The new fiscal budget deficit target is now 3.3% of GDP and $65 Brent will prevent significant deterioration in the current account deficit. As I expected, global bond investors loved the budget and ten-year Indian G-Secs slipped 15 basis points after its announcement, a ballast for the rupee. Indian equities, on the other hand remain under pressure due to the shadow banking crisis and the Yes Bank debacle.

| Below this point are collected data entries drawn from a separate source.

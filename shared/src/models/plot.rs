//! Farm plot models

use chrono::{DateTime, Utc};
use rust_decimal::Decimal;
use serde::{Deserialize, Serialize};
use uuid::Uuid;

use crate::types::GpsCoordinates;

use super::crop::CropKind;
use super::sustainability::IrrigationMethod;

/// A monitored plot within a farm
#[derive(Debug, Clone, Serialize, Deserialize)]
pub struct FarmPlot {
    pub id: Uuid,
    pub name: String,
    pub coordinates: Option<GpsCoordinates>,
    /// Area in feddan (Egyptian unit: 1 feddan = 4,200 m²)
    pub area_feddan: Decimal,
    pub crop: CropKind,
    pub irrigation: IrrigationMethod,
    pub created_at: DateTime<Utc>,
    pub updated_at: DateTime<Utc>,
}
//! Crop profile models

use std::collections::HashMap;

use serde::{Deserialize, Serialize};

use super::index::IndexKind;

/// Crops grown in the Nile delta and desert reclamation farms
#[derive(Debug, Clone, Serialize, Deserialize, PartialEq, Eq, Hash)]
#[serde(rename_all = "snake_case")]
pub enum CropKind {
    Wheat,
    Citrus,
    Tomato,
    Corn,
    /// Custom crop with name
    Custom(String),
}

impl std::fmt::Display for CropKind {
    fn fmt(&self, f: &mut std::fmt::Formatter<'_>) -> std::fmt::Result {
        match self {
            CropKind::Wheat => write!(f, "Wheat"),
            CropKind::Citrus => write!(f, "Citrus"),
            CropKind::Tomato => write!(f, "Tomato"),
            CropKind::Corn => write!(f, "Corn"),
            CropKind::Custom(name) => write!(f, "{}", name),
        }
    }
}

/// Closed interval an index value should sit in for a thriving crop
#[derive(Debug, Clone, Copy, Serialize, Deserialize, PartialEq)]
pub struct IndexRange {
    pub min: f64,
    pub max: f64,
}

impl IndexRange {
    pub fn new(min: f64, max: f64) -> Self {
        Self { min, max }
    }

    pub fn contains(&self, value: f64) -> bool {
        value >= self.min && value <= self.max
    }
}

/// Agronomic configuration for one crop.
///
/// Loaded once and read-only for the life of an analysis session.
#[derive(Debug, Clone, Serialize, Deserialize)]
pub struct CropProfile {
    pub crop: CropKind,
    /// Optimal index intervals; the lower bound doubles as the healthy
    /// classification cut for that index
    pub optimal_index_ranges: HashMap<IndexKind, IndexRange>,
    /// (min, max) days from planting to harvest
    pub growing_season_days: (u16, u16),
    pub irrigation_interval_days: u16,
    pub fertilizer_schedule: Vec<String>,
    pub pest_risks: Vec<String>,
}

impl CropProfile {
    /// Built-in profile for a known crop, None for custom crops
    pub fn builtin(crop: &CropKind) -> Option<Self> {
        let profile = match crop {
            CropKind::Wheat => Self {
                crop: CropKind::Wheat,
                optimal_index_ranges: HashMap::from([
                    (IndexKind::Ndvi, IndexRange::new(0.5, 0.8)),
                    (IndexKind::Ndwi, IndexRange::new(-0.1, 0.2)),
                ]),
                growing_season_days: (90, 150),
                irrigation_interval_days: 10,
                fertilizer_schedule: vec![
                    "Planting".to_string(),
                    "Tillering".to_string(),
                    "Boot".to_string(),
                    "Grain Fill".to_string(),
                ],
                pest_risks: vec![
                    "Aphids".to_string(),
                    "Hessian Flies".to_string(),
                    "Armyworms".to_string(),
                ],
            },
            CropKind::Citrus => Self {
                crop: CropKind::Citrus,
                optimal_index_ranges: HashMap::from([
                    (IndexKind::Ndvi, IndexRange::new(0.6, 0.75)),
                    (IndexKind::Ndwi, IndexRange::new(0.0, 0.3)),
                ]),
                // Perennial
                growing_season_days: (365, 365),
                irrigation_interval_days: 7,
                fertilizer_schedule: vec![
                    "Spring Growth".to_string(),
                    "Flowering".to_string(),
                    "Fruit Dev".to_string(),
                    "Pre-Harvest".to_string(),
                ],
                pest_risks: vec![
                    "Scale Insects".to_string(),
                    "Whiteflies".to_string(),
                    "Citrus Leaf Miners".to_string(),
                ],
            },
            CropKind::Tomato => Self {
                crop: CropKind::Tomato,
                optimal_index_ranges: HashMap::from([
                    (IndexKind::Ndvi, IndexRange::new(0.55, 0.75)),
                    (IndexKind::Ndwi, IndexRange::new(-0.1, 0.2)),
                ]),
                growing_season_days: (60, 90),
                irrigation_interval_days: 3,
                fertilizer_schedule: vec![
                    "Flowering".to_string(),
                    "Fruit Set".to_string(),
                    "Fruit Dev".to_string(),
                    "Ripening".to_string(),
                ],
                pest_risks: vec![
                    "Whiteflies".to_string(),
                    "Spider Mites".to_string(),
                    "Tomato Hornworms".to_string(),
                    "Fusarium Wilt".to_string(),
                ],
            },
            CropKind::Corn => Self {
                crop: CropKind::Corn,
                optimal_index_ranges: HashMap::from([
                    (IndexKind::Ndvi, IndexRange::new(0.6, 0.85)),
                    (IndexKind::Ndwi, IndexRange::new(-0.05, 0.25)),
                ]),
                growing_season_days: (110, 140),
                irrigation_interval_days: 8,
                fertilizer_schedule: vec![
                    "V4 Stage".to_string(),
                    "V12 Stage".to_string(),
                    "Tasseling".to_string(),
                    "Silking".to_string(),
                ],
                pest_risks: vec![
                    "European Corn Borers".to_string(),
                    "Armyworms".to_string(),
                    "Cutworms".to_string(),
                ],
            },
            CropKind::Custom(_) => return None,
        };
        Some(profile)
    }

    /// Optimal range for an index, if this crop defines one
    pub fn range_for(&self, kind: IndexKind) -> Option<&IndexRange> {
        self.optimal_index_ranges.get(&kind)
    }
}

Dalal Street expects the BJP, with his political dominance in the Lok Sabha, to liberalize FDI rules and even float an inaugural $10 billion sovereign bond in the global capital markets, both rupee positive factors. Seasonal trade patterns (Apple exports Indian made iPhone!) also reinforce my bullishness on the rupee in 2H 2019. If US-Iran tensions in the Gulf ease or the OPEC/Saudi-Russian output cut pact breaks down, crude oil can well fall to $10 a barrel, a $15 billion steroid shot for the Indian balance of payments (the improvement in the current account offsets by lower worker remittances from the GCC).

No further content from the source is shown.